Por Gregorio Morán (LA VANGUARDIA, 20/12/08):
Ya sé que está mal visto dudar y que sólo se debe responder a las preguntas que uno ha pactado previamente. Aquellos que escribimos debajo de un marbete que dice Opinión tenemos una notable capacidad para decir las tonterías que se nos ocurran. Salvo en el terreno de la duda; porque no está bien tener dudas cuando se escribe para gente que espera de nosotros certezas. Tenemos que responder a lo que se espera de nosotros, o lo que es lo mismo, podemos decir las mayores bellaquerías e incluso mostrar sin rubor nuestros más bajos instintos, o los altos, esos que llaman patrióticos.

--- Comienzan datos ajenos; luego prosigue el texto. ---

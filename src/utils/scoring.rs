//! 进度与测验的纯计分函数
//!
//! 百分比取整采用 `f64::round`（四舍五入，远离零）。对本系统只会出现的
//! 非负输入即 round-half-up：2/3 课时恒为 67%。

use crate::models::quizzes::entities::Question;

/// 计算学习进度百分比，返回 0..=100
///
/// total 为 0 时返回 0。
pub fn progress_percentage(completed: i32, total: i32) -> i32 {
    if total == 0 {
        return 0;
    }
    ((completed as f64 / total as f64) * 100.0).round() as i32
}

/// 按答案下标计算测验得分，返回 0..=100
///
/// 第 i 题计分当且仅当 answers[i] 落在该题选项范围内且该选项 is_correct。
/// 下标越界按答错处理，不报错。题目为空时定义为 0。
pub fn quiz_score(answers: &[usize], questions: &[Question]) -> i32 {
    if questions.is_empty() {
        return 0;
    }

    let correct_count = answers
        .iter()
        .enumerate()
        .filter(|(question_index, answer_index)| {
            questions
                .get(*question_index)
                .and_then(|q| q.options.get(**answer_index))
                .is_some_and(|option| option.is_correct)
        })
        .count();

    ((correct_count as f64 / questions.len() as f64) * 100.0).round() as i32
}

#[cfg(test)]
mod tests {
    use super::*;
    use crate::models::quizzes::entities::QuestionOption;

    fn question(correct_index: usize, option_count: usize) -> Question {
        Question {
            question_text: "q".to_string(),
            options: (0..option_count)
                .map(|i| QuestionOption {
                    text: format!("option {i}"),
                    is_correct: i == correct_index,
                })
                .collect(),
            explanation: None,
        }
    }

    #[test]
    fn test_progress_percentage_zero_total() {
        assert_eq!(progress_percentage(0, 0), 0);
        assert_eq!(progress_percentage(5, 0), 0);
    }

    #[test]
    fn test_progress_percentage_full_completion() {
        assert_eq!(progress_percentage(1, 1), 100);
        assert_eq!(progress_percentage(4, 4), 100);
        assert_eq!(progress_percentage(37, 37), 100);
    }

    #[test]
    fn test_progress_percentage_quarters() {
        assert_eq!(progress_percentage(1, 4), 25);
        assert_eq!(progress_percentage(2, 4), 50);
        assert_eq!(progress_percentage(3, 4), 75);
        assert_eq!(progress_percentage(4, 4), 100);
    }

    #[test]
    fn test_progress_percentage_rounding_half_up() {
        // 2/3 = 66.67 -> 67，1/3 = 33.33 -> 33
        assert_eq!(progress_percentage(2, 3), 67);
        assert_eq!(progress_percentage(1, 3), 33);
        // 1/8 = 12.5 -> 13（远离零取整）
        assert_eq!(progress_percentage(1, 8), 13);
    }

    #[test]
    fn test_progress_percentage_monotonic() {
        for total in 1..=20 {
            let mut last = -1;
            for completed in 0..=total {
                let pct = progress_percentage(completed, total);
                assert!(pct >= last, "percentage decreased at {completed}/{total}");
                last = pct;
            }
            assert_eq!(last, 100);
        }
    }

    #[test]
    fn test_quiz_score_all_correct() {
        let questions = vec![question(0, 4), question(2, 4), question(3, 4)];
        assert_eq!(quiz_score(&[0, 2, 3], &questions), 100);
    }

    #[test]
    fn test_quiz_score_all_wrong() {
        let questions = vec![question(0, 4), question(2, 4)];
        assert_eq!(quiz_score(&[1, 3], &questions), 0);
    }

    #[test]
    fn test_quiz_score_partial_with_rounding() {
        // 1/3 正确 -> 33，2/3 正确 -> 67
        let questions = vec![question(0, 2), question(0, 2), question(0, 2)];
        assert_eq!(quiz_score(&[0, 1, 1], &questions), 33);
        assert_eq!(quiz_score(&[0, 0, 1], &questions), 67);
    }

    #[test]
    fn test_quiz_score_out_of_range_index_is_miss() {
        let questions = vec![question(0, 2), question(1, 2)];
        // 下标 7 越界，按答错处理
        assert_eq!(quiz_score(&[0, 7], &questions), 50);
    }

    #[test]
    fn test_quiz_score_empty_questions() {
        assert_eq!(quiz_score(&[], &[]), 0);
        assert_eq!(quiz_score(&[1, 2, 3], &[]), 0);
    }
}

Pero las dudas se las mete usted donde le quepan. El otro día leía una truculenta noticia de sangriento asesinato y se me ocurrió distanciarme un poco de la página y encontré que estaba en la sección Tendencias. La mayoría de los diarios españoles tienen desde hace años una parte que denominan Tendencias, y que es algo muy posmoderno y que procede como no podía ser de otra manera de la prensa anglosajona más estupenda. Pero aquí tenemos un pequeño lío y por eso a mí me surge la duda, íntima y molesta como una hemorroide. O admitimos que el crimen es una tendencia social en alza - pensamiento peligrosísimo-o restituimos aquellos vulgares Sucesos que derrochaban sangre y desgracia. Lo que no podemos hacer sin pagar un costo social considerable es retirar las malas noticias porque tenemos tendencia a valorarnos en positivo.

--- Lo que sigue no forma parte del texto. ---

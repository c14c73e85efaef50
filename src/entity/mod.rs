//! SeaORM 实体定义
//!
//! 这些实体用于数据库操作，与 models 模块中的业务实体分离。
//! Storage 层使用这些实体进行 CRUD 操作，然后转换为 models 中的业务实体。

pub mod prelude;

pub mod assignment_submissions;
pub mod assignments;
pub mod batches;
pub mod courses;
pub mod enrollments;
pub mod lessons;
pub mod progress;
pub mod quiz_attempts;
pub mod quiz_questions;
pub mod quizzes;
pub mod users;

Vivimos uno de los momentos más ridículos y espeluznantes en muchas décadas y los plumillas debemos poner muy buena cara y no alarmar, “que bastante jodida anda la gente ya para que encima insistamos sobre ello”. Pongamos un caso evidente. Posiblemente estamos afrontando una de las situaciones únicas en muchos siglos, y no me refiero, como más de un simple pensará, a la quiebra económica, que hoy no toca. Me estoy refiriendo a la evidencia de que por primera vez una generación, la de nuestros hijos, es consciente de la imposibilidad de mejorar la condición social de sus padres. No hace falta ser un estudioso del pasado, pero yo no conozco de ninguna generación que partiera de la evidencia de no superar a sus padres en estabilidad, en calidad de vida, en tiempo de trabajo y ocio, en tranquilidad laboral… Hablo en términos sociológicos y doy por supuesto que los hijos de Julio Iglesias, aunque canten aún peor que su padre, ganarán más y trabajarán menos; sirva el ejemplo para evitar que algún lector guay y equivocado de sección se dé por aludido.

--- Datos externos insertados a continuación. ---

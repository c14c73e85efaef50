/*!
 * JWT 认证中间件
 *
 * 此中间件用于验证 JWT 令牌的有效性，确保只有经过身份验证的用户才能访问受保护的路由。
 *
 * ## 使用方法
 *
 * 1. 在路由上应用中间件：
 * ```rust,ignore
 * use actix_web::{web, App, HttpServer};
 * use crate::middlewares::require_jwt::RequireJWT;
 *
 * HttpServer::new(|| {
 *     App::new()
 *         .service(
 *             web::scope("/api")
 *                 .wrap(RequireJWT)  // 应用JWT验证中间件
 *                 .route("/protected", web::get().to(protected_handler))
 *         )
 * })
 * ```
 *
 * 2. 在处理程序中提取用户信息：
 * ```rust,ignore
 * use actix_web::{HttpRequest, HttpResponse, Result};
 * use crate::middlewares::require_jwt::RequireJWT;
 *
 * async fn protected_handler(req: HttpRequest) -> Result<HttpResponse> {
 *     if let Some(user) = RequireJWT::extract_user_claims(&req) {
 *         return Ok(HttpResponse::Ok().json(format!("Hello, {}!", user.name)));
 *     }
 *     Ok(HttpResponse::InternalServerError().finish())
 * }
 * ```
 *
 * ## 认证流程
 *
 * 1. 客户端在请求头中包含 `Authorization: Bearer <JWT_TOKEN>`
 * 2. 中间件提取并验证JWT令牌
 * 3. 如果令牌有效，将用户信息存储在请求扩展中，继续处理请求；
 *    路由层再把用户 ID/角色作为显式参数传给服务层
 * 4. 如果令牌无效或缺失，返回401未授权错误
 *
 * ## 配置
 *
 * 确保在环境变量中设置了 `JWT_SECRET`，JWT服务将使用此密钥来验证令牌。
 */

use crate::cache::{CacheResult, ObjectCache};
use crate::config::AppConfig;
use crate::models::users::entities::{User, UserRole};
use crate::models::{ApiResponse, ErrorCode};
use crate::storage::Storage;
use actix_service::{Service, Transform};
use actix_web::{
    Error, HttpMessage, HttpRequest, HttpResponse,
    body::EitherBody,
    dev::{ServiceRequest, ServiceResponse},
};
use futures_util::future::{LocalBoxFuture, Ready, ready};
use std::{rc::Rc, sync::Arc};
use tracing::info;

const BEARER_PREFIX: &str = "Bearer ";
const AUTHORIZATION_HEADER: &str = "Authorization";

#[derive(Clone)]
pub struct RequireJWT;

// 辅助函数：提取并验证 JWT access token，返回对应用户
async fn extract_and_validate_jwt(req: &ServiceRequest) -> Result<User, String> {
    let token = req
        .headers()
        .get(AUTHORIZATION_HEADER)
        .and_then(|h| h.to_str().ok())
        .and_then(|s| s.strip_prefix(BEARER_PREFIX))
        .ok_or_else(|| "Missing or invalid Authorization header".to_string())?;

    crate::utils::jwt::JwtUtils::verify_access_token(token).map_err(|err| {
        info!("JWT token validation failed: {}", err);
        "Invalid JWT token".to_string()
    })?;

    let cache = req
        .app_data::<actix_web::web::Data<Arc<dyn ObjectCache>>>()
        .expect("Cache not found in app data")
        .get_ref()
        .clone();

    // 从缓存中获取用户信息
    match cache.get_raw(&format!("user:{token}")).await {
        CacheResult::Found(json) => match serde_json::from_str::<User>(&json) {
            Ok(user) => return Ok(user),
            Err(_) => {
                cache.remove(&format!("user:{token}")).await;
                info!("Failed to deserialize user from cache for token: {}", token);
            }
        },
        _ => {
            info!("User not found in cache for token: {}", token);
        }
    };

    let storage = req
        .app_data::<actix_web::web::Data<Arc<dyn Storage>>>()
        .expect("Storage not found in app data")
        .get_ref()
        .clone();

    let claims = crate::utils::jwt::JwtUtils::decode_token(token).map_err(|err| {
        info!("Failed to decode JWT token: {}", err);
        "Invalid JWT token format".to_string()
    })?;

    let user_id = claims
        .sub
        .parse::<i64>()
        .map_err(|_| "Invalid user ID in JWT".to_string())?;

    let user = storage
        .get_user_by_id(user_id)
        .await
        .map_err(|_| "Failed to retrieve user from storage".to_string())?
        .ok_or_else(|| "User not found".to_string())?;

    // 将用户信息存入缓存
    let app_config = AppConfig::get();
    if let Ok(user_json) = serde_json::to_string(&user) {
        cache
            .insert_raw(
                format!("user:{token}"),
                user_json,
                app_config.cache.default_ttl,
            )
            .await;
    }

    Ok(user)
}

impl RequireJWT {
    /// 从请求扩展中提取完整用户信息
    pub fn extract_user_claims(req: &HttpRequest) -> Option<User> {
        req.extensions().get::<User>().cloned()
    }

    /// 从请求扩展中提取用户 ID
    pub fn extract_user_id(req: &HttpRequest) -> Option<i64> {
        req.extensions().get::<User>().map(|user| user.id)
    }

    /// 从请求扩展中提取用户角色
    pub fn extract_user_role(req: &HttpRequest) -> Option<UserRole> {
        req.extensions().get::<User>().map(|user| user.role.clone())
    }
}

impl<S, B> Transform<S, ServiceRequest> for RequireJWT
where
    S: Service<ServiceRequest, Response = ServiceResponse<B>, Error = Error> + 'static,
    B: 'static,
{
    type Response = ServiceResponse<EitherBody<B>>;
    type Error = Error;
    type InitError = ();
    type Transform = RequireJWTMiddleware<S>;
    type Future = Ready<Result<Self::Transform, Self::InitError>>;

    fn new_transform(&self, service: S) -> Self::Future {
        ready(Ok(RequireJWTMiddleware {
            service: Rc::new(service),
        }))
    }
}

pub struct RequireJWTMiddleware<S> {
    service: Rc<S>,
}

impl<S, B> Service<ServiceRequest> for RequireJWTMiddleware<S>
where
    S: Service<ServiceRequest, Response = ServiceResponse<B>, Error = Error> + 'static,
    B: 'static,
{
    type Response = ServiceResponse<EitherBody<B>>;
    type Error = Error;
    type Future = LocalBoxFuture<'static, Result<Self::Response, Self::Error>>;

    fn poll_ready(
        &self,
        ctx: &mut std::task::Context<'_>,
    ) -> std::task::Poll<Result<(), Self::Error>> {
        self.service.poll_ready(ctx)
    }

    fn call(&self, req: ServiceRequest) -> Self::Future {
        let srv = self.service.clone();

        Box::pin(async move {
            match extract_and_validate_jwt(&req).await {
                Ok(user) => {
                    // 将用户信息存入请求扩展，供路由层显式取用
                    req.extensions_mut().insert(user);
                    let res = srv.call(req).await?.map_into_left_body();
                    Ok(res)
                }
                Err(message) => {
                    let response = HttpResponse::Unauthorized().json(
                        ApiResponse::<()>::error_empty(ErrorCode::Unauthorized, message),
                    );
                    Ok(req.into_response(response.map_into_right_body()))
                }
            }
        })
    }
}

En principio no habría por qué alarmarse. Un fenómeno nuevo exige desterrar la pereza mental y ponerse a pensar de una manera diferente, pero hete aquí que no. Nuestra sociedad vive como si no se quisiera dar cuenta y así ocurre que mientras millones de jóvenes hacen mil trampas para conservar, cuando menos, el estatus social de sus padres, empezando por no abandonar la casa familiar, la sociedad se ha vuelto garantista y legisla como si viviéramos en la Ilustración y todos fuéramos nobles con patrimonio. Suspendamos los toros porque incitan a la brutalidad en las tiernas almas de las gentes; no se le ocurra a usted darle un cachete a su hijo porque le llevará ante los tribunales y habrá de indemnizarle; como el profesor del instituto diga que mis retoños son unos gamberros tendrá que vérselas conmigo y le humillaré públicamente. La superprotección de los niños es una muestra de nuestra ignorancia, nuestro miedo y nuestra mala conciencia.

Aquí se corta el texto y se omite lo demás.